(Supplied data Opens)

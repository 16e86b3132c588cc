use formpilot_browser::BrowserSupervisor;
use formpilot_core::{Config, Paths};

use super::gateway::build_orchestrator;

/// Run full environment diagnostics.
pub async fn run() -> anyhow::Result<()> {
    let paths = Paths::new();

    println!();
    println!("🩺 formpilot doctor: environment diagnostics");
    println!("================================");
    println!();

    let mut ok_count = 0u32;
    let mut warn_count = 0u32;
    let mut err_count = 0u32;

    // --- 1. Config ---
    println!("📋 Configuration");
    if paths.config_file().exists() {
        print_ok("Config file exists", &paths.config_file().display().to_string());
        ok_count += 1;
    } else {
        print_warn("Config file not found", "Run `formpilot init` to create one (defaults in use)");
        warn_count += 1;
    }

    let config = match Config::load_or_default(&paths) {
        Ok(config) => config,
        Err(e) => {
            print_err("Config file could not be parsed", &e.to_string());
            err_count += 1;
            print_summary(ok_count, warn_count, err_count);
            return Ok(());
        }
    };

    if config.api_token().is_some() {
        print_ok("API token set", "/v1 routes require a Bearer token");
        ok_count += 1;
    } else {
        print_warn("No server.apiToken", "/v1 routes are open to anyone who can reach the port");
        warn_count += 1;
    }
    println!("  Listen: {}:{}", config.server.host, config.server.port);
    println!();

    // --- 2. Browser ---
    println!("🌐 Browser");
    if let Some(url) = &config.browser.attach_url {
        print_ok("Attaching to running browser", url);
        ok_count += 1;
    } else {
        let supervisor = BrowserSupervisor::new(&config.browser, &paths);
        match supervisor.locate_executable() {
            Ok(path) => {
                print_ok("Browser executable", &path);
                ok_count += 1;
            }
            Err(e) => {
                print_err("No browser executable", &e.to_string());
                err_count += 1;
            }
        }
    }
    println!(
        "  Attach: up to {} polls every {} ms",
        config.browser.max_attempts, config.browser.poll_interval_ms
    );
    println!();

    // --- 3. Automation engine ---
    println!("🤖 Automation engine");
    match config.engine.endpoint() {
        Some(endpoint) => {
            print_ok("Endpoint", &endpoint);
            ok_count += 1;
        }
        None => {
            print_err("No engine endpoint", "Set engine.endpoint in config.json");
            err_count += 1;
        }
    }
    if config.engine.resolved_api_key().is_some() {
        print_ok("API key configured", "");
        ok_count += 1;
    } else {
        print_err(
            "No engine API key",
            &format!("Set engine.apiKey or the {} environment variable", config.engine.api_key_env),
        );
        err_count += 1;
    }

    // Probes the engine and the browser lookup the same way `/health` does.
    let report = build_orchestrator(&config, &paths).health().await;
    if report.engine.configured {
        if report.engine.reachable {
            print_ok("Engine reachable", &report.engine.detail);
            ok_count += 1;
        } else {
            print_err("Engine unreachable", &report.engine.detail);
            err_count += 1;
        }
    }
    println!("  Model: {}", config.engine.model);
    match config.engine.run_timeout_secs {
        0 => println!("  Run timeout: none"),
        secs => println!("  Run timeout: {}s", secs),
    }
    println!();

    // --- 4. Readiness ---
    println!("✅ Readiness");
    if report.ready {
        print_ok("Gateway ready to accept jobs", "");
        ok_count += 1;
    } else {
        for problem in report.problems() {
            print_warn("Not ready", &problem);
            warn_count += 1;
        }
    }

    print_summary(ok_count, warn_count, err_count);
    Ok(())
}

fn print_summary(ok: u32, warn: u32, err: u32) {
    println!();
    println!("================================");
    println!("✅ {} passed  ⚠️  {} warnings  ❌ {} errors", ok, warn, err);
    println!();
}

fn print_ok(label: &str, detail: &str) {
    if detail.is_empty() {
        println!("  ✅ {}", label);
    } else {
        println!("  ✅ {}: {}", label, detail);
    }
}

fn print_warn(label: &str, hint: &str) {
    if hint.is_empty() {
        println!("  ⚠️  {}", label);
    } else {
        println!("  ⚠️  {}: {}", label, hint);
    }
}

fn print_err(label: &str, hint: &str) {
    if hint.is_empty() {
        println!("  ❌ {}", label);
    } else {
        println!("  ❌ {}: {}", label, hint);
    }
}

(Supplied data Closes)
(Supplied data Opens)

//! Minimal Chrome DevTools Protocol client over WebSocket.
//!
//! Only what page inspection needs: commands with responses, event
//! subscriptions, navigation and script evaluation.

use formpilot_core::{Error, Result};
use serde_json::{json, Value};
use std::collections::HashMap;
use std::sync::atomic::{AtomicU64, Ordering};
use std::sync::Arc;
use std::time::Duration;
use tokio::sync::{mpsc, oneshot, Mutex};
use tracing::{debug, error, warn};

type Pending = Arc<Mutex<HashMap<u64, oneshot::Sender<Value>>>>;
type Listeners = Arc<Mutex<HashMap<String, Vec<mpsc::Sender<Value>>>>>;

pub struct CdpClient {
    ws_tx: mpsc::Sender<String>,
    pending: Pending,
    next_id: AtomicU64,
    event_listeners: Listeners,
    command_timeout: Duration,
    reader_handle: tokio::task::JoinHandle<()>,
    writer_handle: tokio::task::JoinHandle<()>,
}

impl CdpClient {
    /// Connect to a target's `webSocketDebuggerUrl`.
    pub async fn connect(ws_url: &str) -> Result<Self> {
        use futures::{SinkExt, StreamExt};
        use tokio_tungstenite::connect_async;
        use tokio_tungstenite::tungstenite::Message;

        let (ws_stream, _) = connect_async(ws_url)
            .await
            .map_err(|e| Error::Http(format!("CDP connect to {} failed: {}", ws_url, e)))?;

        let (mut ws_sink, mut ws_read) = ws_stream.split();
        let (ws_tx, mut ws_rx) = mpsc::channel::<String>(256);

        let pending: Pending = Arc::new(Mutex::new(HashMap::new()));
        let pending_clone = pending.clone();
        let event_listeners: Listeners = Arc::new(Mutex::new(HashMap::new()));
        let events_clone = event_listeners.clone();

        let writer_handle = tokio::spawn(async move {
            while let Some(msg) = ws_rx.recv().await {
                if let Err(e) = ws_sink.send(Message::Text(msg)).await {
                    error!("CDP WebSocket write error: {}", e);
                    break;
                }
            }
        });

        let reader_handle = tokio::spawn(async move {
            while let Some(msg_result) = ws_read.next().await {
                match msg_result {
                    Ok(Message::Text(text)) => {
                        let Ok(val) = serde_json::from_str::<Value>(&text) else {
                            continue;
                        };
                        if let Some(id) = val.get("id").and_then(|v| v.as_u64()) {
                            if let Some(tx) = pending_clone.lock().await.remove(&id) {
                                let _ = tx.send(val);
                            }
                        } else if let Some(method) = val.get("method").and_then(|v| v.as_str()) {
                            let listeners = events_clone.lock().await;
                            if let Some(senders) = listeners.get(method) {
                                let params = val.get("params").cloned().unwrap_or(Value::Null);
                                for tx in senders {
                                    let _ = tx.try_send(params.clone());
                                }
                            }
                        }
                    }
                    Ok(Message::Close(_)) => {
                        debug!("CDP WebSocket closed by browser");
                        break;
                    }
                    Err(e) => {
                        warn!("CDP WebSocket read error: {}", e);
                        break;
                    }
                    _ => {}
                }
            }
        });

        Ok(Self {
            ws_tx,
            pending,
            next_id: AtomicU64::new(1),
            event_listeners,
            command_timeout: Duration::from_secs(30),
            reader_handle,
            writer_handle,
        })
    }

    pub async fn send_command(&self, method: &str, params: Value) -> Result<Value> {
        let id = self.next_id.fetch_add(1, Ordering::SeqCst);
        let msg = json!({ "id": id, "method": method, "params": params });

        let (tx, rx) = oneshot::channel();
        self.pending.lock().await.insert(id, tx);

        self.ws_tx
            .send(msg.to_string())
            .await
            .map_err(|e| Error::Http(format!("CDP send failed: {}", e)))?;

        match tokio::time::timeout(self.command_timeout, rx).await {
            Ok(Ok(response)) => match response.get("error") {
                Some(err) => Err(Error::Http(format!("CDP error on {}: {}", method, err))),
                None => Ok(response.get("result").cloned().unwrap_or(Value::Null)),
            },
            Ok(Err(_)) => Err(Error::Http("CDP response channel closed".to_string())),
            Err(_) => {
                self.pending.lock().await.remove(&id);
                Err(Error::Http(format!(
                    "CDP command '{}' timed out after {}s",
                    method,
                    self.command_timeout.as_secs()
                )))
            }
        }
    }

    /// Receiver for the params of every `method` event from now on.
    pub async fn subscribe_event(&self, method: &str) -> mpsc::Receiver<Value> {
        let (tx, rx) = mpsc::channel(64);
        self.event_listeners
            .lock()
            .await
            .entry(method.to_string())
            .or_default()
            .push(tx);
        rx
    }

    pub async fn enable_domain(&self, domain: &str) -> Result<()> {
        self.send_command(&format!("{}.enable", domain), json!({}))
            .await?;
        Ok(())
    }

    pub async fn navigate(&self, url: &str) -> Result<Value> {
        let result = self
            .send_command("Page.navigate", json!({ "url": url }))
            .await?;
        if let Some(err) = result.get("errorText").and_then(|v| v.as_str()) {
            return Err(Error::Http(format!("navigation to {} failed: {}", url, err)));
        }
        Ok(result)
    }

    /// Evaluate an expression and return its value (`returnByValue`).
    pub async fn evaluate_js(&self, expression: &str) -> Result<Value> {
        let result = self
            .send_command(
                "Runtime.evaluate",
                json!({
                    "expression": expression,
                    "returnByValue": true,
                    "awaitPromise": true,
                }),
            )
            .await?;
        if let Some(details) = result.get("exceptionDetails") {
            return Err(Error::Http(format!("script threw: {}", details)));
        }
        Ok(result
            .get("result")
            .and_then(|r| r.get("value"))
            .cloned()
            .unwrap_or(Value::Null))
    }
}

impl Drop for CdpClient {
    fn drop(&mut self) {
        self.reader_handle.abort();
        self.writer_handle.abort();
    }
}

(Supplied data Closes)
(Supplied data Opens)

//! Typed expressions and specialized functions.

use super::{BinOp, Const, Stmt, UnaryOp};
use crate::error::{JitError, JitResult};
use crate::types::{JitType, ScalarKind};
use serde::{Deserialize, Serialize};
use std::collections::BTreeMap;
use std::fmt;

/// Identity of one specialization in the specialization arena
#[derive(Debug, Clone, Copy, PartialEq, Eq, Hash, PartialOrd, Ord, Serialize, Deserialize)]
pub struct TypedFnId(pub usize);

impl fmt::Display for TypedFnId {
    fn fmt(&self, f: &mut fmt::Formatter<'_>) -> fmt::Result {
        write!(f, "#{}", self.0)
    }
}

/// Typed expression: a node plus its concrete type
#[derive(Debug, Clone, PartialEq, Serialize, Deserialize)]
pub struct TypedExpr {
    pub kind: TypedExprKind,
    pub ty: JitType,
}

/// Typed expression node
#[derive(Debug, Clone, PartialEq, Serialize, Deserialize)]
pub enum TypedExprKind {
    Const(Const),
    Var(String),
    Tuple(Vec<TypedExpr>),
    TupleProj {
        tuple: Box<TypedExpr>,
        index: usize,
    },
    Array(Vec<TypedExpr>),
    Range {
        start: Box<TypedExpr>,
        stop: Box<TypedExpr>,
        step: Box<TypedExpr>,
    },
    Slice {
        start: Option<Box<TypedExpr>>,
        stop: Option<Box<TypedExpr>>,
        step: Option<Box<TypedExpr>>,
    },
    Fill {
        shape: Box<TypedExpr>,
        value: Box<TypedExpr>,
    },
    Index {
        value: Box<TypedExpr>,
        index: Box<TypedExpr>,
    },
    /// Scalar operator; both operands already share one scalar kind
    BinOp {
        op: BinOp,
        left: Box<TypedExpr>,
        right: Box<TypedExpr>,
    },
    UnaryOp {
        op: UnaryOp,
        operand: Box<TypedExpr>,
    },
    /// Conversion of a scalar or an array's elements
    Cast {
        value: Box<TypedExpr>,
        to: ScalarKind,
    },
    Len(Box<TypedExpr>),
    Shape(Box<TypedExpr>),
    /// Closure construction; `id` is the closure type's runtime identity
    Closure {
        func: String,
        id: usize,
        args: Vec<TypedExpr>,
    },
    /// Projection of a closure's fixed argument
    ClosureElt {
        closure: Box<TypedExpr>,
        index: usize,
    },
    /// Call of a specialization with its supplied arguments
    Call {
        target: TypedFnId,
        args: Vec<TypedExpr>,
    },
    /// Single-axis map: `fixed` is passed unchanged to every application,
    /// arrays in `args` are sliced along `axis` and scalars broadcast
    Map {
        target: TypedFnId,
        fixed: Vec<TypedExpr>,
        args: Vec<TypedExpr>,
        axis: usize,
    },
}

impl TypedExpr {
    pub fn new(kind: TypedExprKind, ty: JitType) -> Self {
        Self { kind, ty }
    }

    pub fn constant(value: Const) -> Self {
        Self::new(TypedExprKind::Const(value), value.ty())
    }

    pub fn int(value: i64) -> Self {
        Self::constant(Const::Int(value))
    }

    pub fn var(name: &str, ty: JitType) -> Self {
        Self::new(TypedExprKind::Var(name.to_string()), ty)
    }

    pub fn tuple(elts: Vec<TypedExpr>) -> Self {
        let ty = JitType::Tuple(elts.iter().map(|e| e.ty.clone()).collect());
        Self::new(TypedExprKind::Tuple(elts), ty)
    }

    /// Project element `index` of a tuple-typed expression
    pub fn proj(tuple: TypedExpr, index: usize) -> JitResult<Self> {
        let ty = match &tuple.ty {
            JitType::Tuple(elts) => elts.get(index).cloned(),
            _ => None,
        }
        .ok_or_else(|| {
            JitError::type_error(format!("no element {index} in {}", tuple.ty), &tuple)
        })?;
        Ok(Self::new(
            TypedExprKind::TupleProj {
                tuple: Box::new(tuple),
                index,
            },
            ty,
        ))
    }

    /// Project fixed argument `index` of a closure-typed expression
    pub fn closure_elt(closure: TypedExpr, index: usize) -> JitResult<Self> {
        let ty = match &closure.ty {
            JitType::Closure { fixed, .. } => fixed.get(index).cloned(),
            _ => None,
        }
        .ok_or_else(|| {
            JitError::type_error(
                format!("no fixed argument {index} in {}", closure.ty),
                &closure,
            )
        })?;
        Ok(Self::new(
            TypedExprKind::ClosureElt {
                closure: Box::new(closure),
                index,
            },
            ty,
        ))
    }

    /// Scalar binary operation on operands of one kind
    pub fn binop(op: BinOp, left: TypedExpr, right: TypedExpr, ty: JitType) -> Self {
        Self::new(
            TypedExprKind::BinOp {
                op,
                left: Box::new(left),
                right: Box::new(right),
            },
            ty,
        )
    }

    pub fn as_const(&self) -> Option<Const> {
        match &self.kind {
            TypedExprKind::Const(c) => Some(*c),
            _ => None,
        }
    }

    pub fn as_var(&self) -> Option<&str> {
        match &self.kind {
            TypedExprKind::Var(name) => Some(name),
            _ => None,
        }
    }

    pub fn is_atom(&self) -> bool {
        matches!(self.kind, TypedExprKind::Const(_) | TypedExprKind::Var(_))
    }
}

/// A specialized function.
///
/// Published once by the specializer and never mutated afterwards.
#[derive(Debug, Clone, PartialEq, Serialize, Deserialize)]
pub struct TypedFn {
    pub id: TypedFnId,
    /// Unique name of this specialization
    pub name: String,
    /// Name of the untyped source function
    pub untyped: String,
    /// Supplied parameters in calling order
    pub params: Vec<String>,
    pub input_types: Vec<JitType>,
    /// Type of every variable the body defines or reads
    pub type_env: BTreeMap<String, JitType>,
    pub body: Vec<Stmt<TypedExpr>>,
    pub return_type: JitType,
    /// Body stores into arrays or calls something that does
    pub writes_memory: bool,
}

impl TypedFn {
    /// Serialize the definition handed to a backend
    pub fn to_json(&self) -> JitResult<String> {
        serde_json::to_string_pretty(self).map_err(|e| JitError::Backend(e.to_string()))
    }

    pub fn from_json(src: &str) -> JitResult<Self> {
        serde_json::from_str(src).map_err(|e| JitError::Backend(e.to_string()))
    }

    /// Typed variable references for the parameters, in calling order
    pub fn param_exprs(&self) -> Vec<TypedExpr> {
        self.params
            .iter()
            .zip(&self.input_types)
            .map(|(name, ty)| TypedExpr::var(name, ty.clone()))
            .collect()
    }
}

(Supplied data Closes)

**Task to carry out:** Looking at the entries above, work out how many lines contain the word "operands", then reply with only that figure.

**Result for this task:** 2